Europe’s bid to retain independent, cost-competitive access to space in a launch market disrupted by US start-up SpaceX has been given solid financial momentum with formal contracts to develop the heavyweight Ariane 6 and light Vega C rockets.
The €2.4 billion ($2.7 billion) contract for the two variants of the modular Ariane 6, to fly from 2020 with full operations from 2023, includes some €680 million to reach a preliminary design review in mid-2016. Prime contractor Airbus Safran Launchers says the total cost of developing the launcher, including solid fuel boosters to be shared with Vega C and some €400 million in industrial investment, will be about €3 billion.
Vega C, a development of the successful, Italian-led Vega project which has made five flawless flights since its February 2012 debut, will fly from 2018; development by ELV, a joint venture between Avio and the Italian space agency ASI, was awarded €395 million.
The European Space Agency also awarded French space agency CNES a €600 million contract to build an Ariane 6 launch pad and preparation facilities at Europe’s CNES-run spaceport in French Guiana, where excavation has begun.
Ariane 6 and Vega C embody a dramatic political and industrial transition in the European launch industry. Though a technical and commercial triumph – the current Ariane 5 recently notched up its 66th successive launch success and is the dominant player in the lucrative market for telecommunications satellite launches – fears of being undermined by a structurally high cost base have focused minds at ESA and in European capitals.
A single-payload Ariane 5 flight costs €150-200 million and launch operator Arianespace would lose money on each flight without public subsidies. SpaceX’s Falcon 9 rocket, meanwhile, is not a great threat technically, but the business was built for efficiency and undercuts Ariane 5 by about 30%.
In the launch business, reliability does not come cheaply, and it must be noted that while SpaceX has drawn much attention, it has launched Falcon 9 just 19 times, suffering one partial and one total failure, in June 2015. But Ariane 5’s high costs are also a product of a complicated industrial structure born of Europe’s traditional practice of rewarding with workshare the many nations that contribute to programme development costs.
ESA’s member state governments, however, have repeatedly underscored their determination to ensure that Europe maintains its independent capability to reach space – and do it without resorting to state subsidies.
The plan is for Ariane 6 to fly a dozen times yearly for €70 million per launch. That cost expectation is underpinned by two initiatives. One is a modular design intended to support batch building of key components and cut order-to-launch times.
The other is an overhaul of the industrial structure that will halve the number of countries participating in Ariane 6 to just six. A year ago, Airbus and Safran – the prime contractor and propulsion prime, respectively, for Ariane 5 – set about, with the blessings of ESA and the French government, to form a 50-50 joint venture to consolidate the Ariane programme. The joint venture will also, probably later this year, take control of Arianespace by buying out CNES, which now holds 34%. And, critically, it will bear all commercial market risks during exploitation, without member state subsidies.
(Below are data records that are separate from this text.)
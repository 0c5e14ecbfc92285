//! Tag vocabulary shared by sheet analysis and source probing, plus the
//! output-shape classification of a source's result columns.

use std::{collections::BTreeSet, fmt};

use serde::{Deserialize, Serialize};

use crate::data::{Value, compact_name};

/// Semantic tag inferred from a sheet's header text.
#[derive(Debug, Clone, Copy, PartialEq, Eq, PartialOrd, Ord, Hash, Serialize, Deserialize)]
#[serde(rename_all = "snake_case")]
pub enum Tag {
    MonthlyData,
    WeeklyData,
    WeekdayWeekendData,
    ProductData,
    BrandData,
    StoreData,
    EmployeeData,
    CategoryData,
    SalesData,
    TargetData,
    YearComparison,
    GenericData,
}

impl Tag {
    pub fn as_str(&self) -> &'static str {
        match self {
            Tag::MonthlyData => "monthly_data",
            Tag::WeeklyData => "weekly_data",
            Tag::WeekdayWeekendData => "weekday_weekend_data",
            Tag::ProductData => "product_data",
            Tag::BrandData => "brand_data",
            Tag::StoreData => "store_data",
            Tag::EmployeeData => "employee_data",
            Tag::CategoryData => "category_data",
            Tag::SalesData => "sales_data",
            Tag::TargetData => "target_data",
            Tag::YearComparison => "year_comparison",
            Tag::GenericData => "generic_data",
        }
    }
}

impl fmt::Display for Tag {
    fn fmt(&self, f: &mut fmt::Formatter<'_>) -> fmt::Result {
        f.write_str(self.as_str())
    }
}

/// Keyword vocabulary, checked in declaration order against the lower-cased
/// header text.
const TAG_KEYWORDS: &[(Tag, &[&str])] = &[
    (Tag::MonthlyData, &["month", "monthly"]),
    (Tag::WeeklyData, &["week", "weekly"]),
    (Tag::WeekdayWeekendData, &["weekday", "weekend"]),
    (Tag::ProductData, &["product"]),
    (Tag::BrandData, &["brand"]),
    (Tag::StoreData, &["store"]),
    (Tag::EmployeeData, &["employee"]),
    (Tag::CategoryData, &["category"]),
    (Tag::SalesData, &["sales", "revenue"]),
    (Tag::TargetData, &["target"]),
    (Tag::YearComparison, &["current year", "previous year"]),
];

/// Tags the given header text carries; `{generic_data}` when none match.
pub fn detect_tags(header_text: &str) -> BTreeSet<Tag> {
    let text = header_text.to_lowercase();
    let mut tags = TAG_KEYWORDS
        .iter()
        .filter(|(_, keywords)| keywords.iter().any(|k| text.contains(k)))
        .map(|(tag, _)| *tag)
        .collect::<BTreeSet<_>>();
    if tags.is_empty() {
        tags.insert(Tag::GenericData);
    }
    tags
}

/// Structural class of a source's result set.
#[derive(Debug, Clone, Copy, PartialEq, Eq, Hash, Serialize, Deserialize)]
#[serde(rename_all = "snake_case")]
pub enum ShapeTag {
    MetricValuePairs,
    MonthlyTrends,
    WeeklyTrends,
    WeekdayWeekend,
    ProductSales,
    BrandSales,
    StoreSales,
    EmployeePerformance,
    CategorySales,
    GenericSales,
    Generic,
}

impl ShapeTag {
    pub const ALL: [ShapeTag; 11] = [
        ShapeTag::MetricValuePairs,
        ShapeTag::MonthlyTrends,
        ShapeTag::WeeklyTrends,
        ShapeTag::WeekdayWeekend,
        ShapeTag::ProductSales,
        ShapeTag::BrandSales,
        ShapeTag::StoreSales,
        ShapeTag::EmployeePerformance,
        ShapeTag::CategorySales,
        ShapeTag::GenericSales,
        ShapeTag::Generic,
    ];

    pub fn as_str(&self) -> &'static str {
        match self {
            ShapeTag::MetricValuePairs => "metric_value_pairs",
            ShapeTag::MonthlyTrends => "monthly_trends",
            ShapeTag::WeeklyTrends => "weekly_trends",
            ShapeTag::WeekdayWeekend => "weekday_weekend",
            ShapeTag::ProductSales => "product_sales",
            ShapeTag::BrandSales => "brand_sales",
            ShapeTag::StoreSales => "store_sales",
            ShapeTag::EmployeePerformance => "employee_performance",
            ShapeTag::CategorySales => "category_sales",
            ShapeTag::GenericSales => "generic_sales",
            ShapeTag::Generic => "generic",
        }
    }

    /// Sheet tags a source of this shape is expected to back.
    pub fn expected_tags(&self) -> &'static [Tag] {
        match self {
            ShapeTag::MonthlyTrends => &[Tag::MonthlyData, Tag::SalesData, Tag::YearComparison],
            ShapeTag::WeeklyTrends => &[Tag::WeeklyData, Tag::SalesData, Tag::YearComparison],
            ShapeTag::WeekdayWeekend => &[Tag::WeekdayWeekendData, Tag::SalesData],
            ShapeTag::ProductSales => &[Tag::ProductData, Tag::SalesData],
            ShapeTag::BrandSales => &[Tag::BrandData, Tag::SalesData],
            ShapeTag::StoreSales => &[Tag::StoreData, Tag::SalesData],
            ShapeTag::EmployeePerformance => &[Tag::EmployeeData, Tag::SalesData],
            ShapeTag::CategorySales => &[Tag::CategoryData],
            ShapeTag::MetricValuePairs => &[Tag::TargetData, Tag::SalesData],
            ShapeTag::GenericSales | ShapeTag::Generic => &[],
        }
    }

    pub fn overlaps(&self, tags: &BTreeSet<Tag>) -> bool {
        self.expected_tags().iter().any(|tag| tags.contains(tag))
    }
}

impl fmt::Display for ShapeTag {
    fn fmt(&self, f: &mut fmt::Formatter<'_>) -> fmt::Result {
        f.write_str(self.as_str())
    }
}

/// Classifies result columns into a [`ShapeTag`]. Rules are checked in
/// priority order and the first match wins. `first_row` refines a weekly
/// result whose period column actually holds weekday/weekend buckets.
pub fn classify_columns(columns: &[String], first_row: Option<&[Value]>) -> ShapeTag {
    let compact = columns.iter().map(|c| compact_name(c)).collect::<Vec<_>>();
    let lower = columns.iter().map(|c| c.to_lowercase()).collect::<Vec<_>>();
    let has = |needle: &str| compact.iter().any(|c| c.contains(needle));
    let raw_has = |needle: &str| lower.iter().any(|c| c.contains(needle));
    let sales = has("sales");

    if has("metric") && (raw_has("excel value") || has("value")) {
        return ShapeTag::MetricValuePairs;
    }
    if has("month") && has("currentyearsales") {
        return ShapeTag::MonthlyTrends;
    }
    if has("week") && has("currentyearsales") {
        if period_is_day_type(&compact, first_row) {
            return ShapeTag::WeekdayWeekend;
        }
        return ShapeTag::WeeklyTrends;
    }
    if (has("daytype") || has("weekcategory")) && sales {
        return ShapeTag::WeekdayWeekend;
    }
    if has("productname") && sales {
        return ShapeTag::ProductSales;
    }
    if has("brandname") && sales {
        return ShapeTag::BrandSales;
    }
    if has("store") && sales {
        return ShapeTag::StoreSales;
    }
    if has("identifier") && (has("actual") || has("target")) {
        return ShapeTag::StoreSales;
    }
    if has("employeename") && sales {
        return ShapeTag::EmployeePerformance;
    }
    if has("category") && sales {
        return ShapeTag::CategorySales;
    }
    if columns.len() >= 2 && (sales || has("actual") || has("value")) {
        return ShapeTag::GenericSales;
    }
    ShapeTag::Generic
}

fn period_is_day_type(compact: &[String], first_row: Option<&[Value]>) -> bool {
    let Some(row) = first_row else {
        return false;
    };
    compact
        .iter()
        .position(|c| c == "week" || c == "weekcategory")
        .and_then(|idx| row.get(idx))
        .map(|value| {
            let text = value.as_display().to_uppercase();
            text.contains("WEEKDAY") || text.contains("WEEKEND")
        })
        .unwrap_or(false)
}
Europe is also having to absorb new, internal ambitions. While France has traditionally been the clear leader in European rocketry (Ariane rockets are so-named because the French have historically paid the bills), Italy and now Germany are bringing new technical and financial resources to bear.
Vega is named after the star or, if one prefers, it is an Italian acronym for “Vettore Europeo di Generazione Avanzata” (Advanced Generation European Launcher). The Vega project to provide Europe with a modern, light launch option – capable of delivering around 1.5t to low-Earth orbit, ultimately for a launch cost of about €35 million – was driven by ASI, Avio and other Italian interests, despite apparent French indifference to the project.
As soon as the smoke cleared from Vega’s maiden flight in 2012, Germany’s DLR aerospace agency expressed interest in joining the Italians in developing a new, all-European restartable upper stage to replace, eventually, a unit bought from Ukraine.
Germany's interest in turning its technical hand to restartable engines, which are necessarily liquid-fuelled, is understood to have been a source of discontent in discussions over the final configuration for Ariane 6.
As originally proposed, and initially approved by ESA member states at their November 2012 ministerial-level conference in Naples, Ariane 6 was to feature a solid fuel main stage, along with its solid boosters. Since then, the concept has been modified to feature a liquid fuel main stage and, depending on the mission, either two or four strap-on boosters.
The cost-saving focus remains, however, and the liquid fuel main stage may indeed prove to be a money saver. Not only will it be essentially the same motor as the restartable upper stage, it shares much of its development with an improved engine being devised for the Ariane 5 ME, which will fly from mid-2017 and bridge the gap to Ariane 6.
While Ariane 6’s main stage will no longer be common with Vega’s, its solid boosters will double as the main stage of the Vega C.
And, a liquid fuel main stage has another advantage, in that the motors can be recycled. A concept unveiled earlier this year could see Ariane 6 rockets, where the mission profile allows, configured with a winged and detachable main engine module that will fly back to French Guiana for refurbishment and re-use.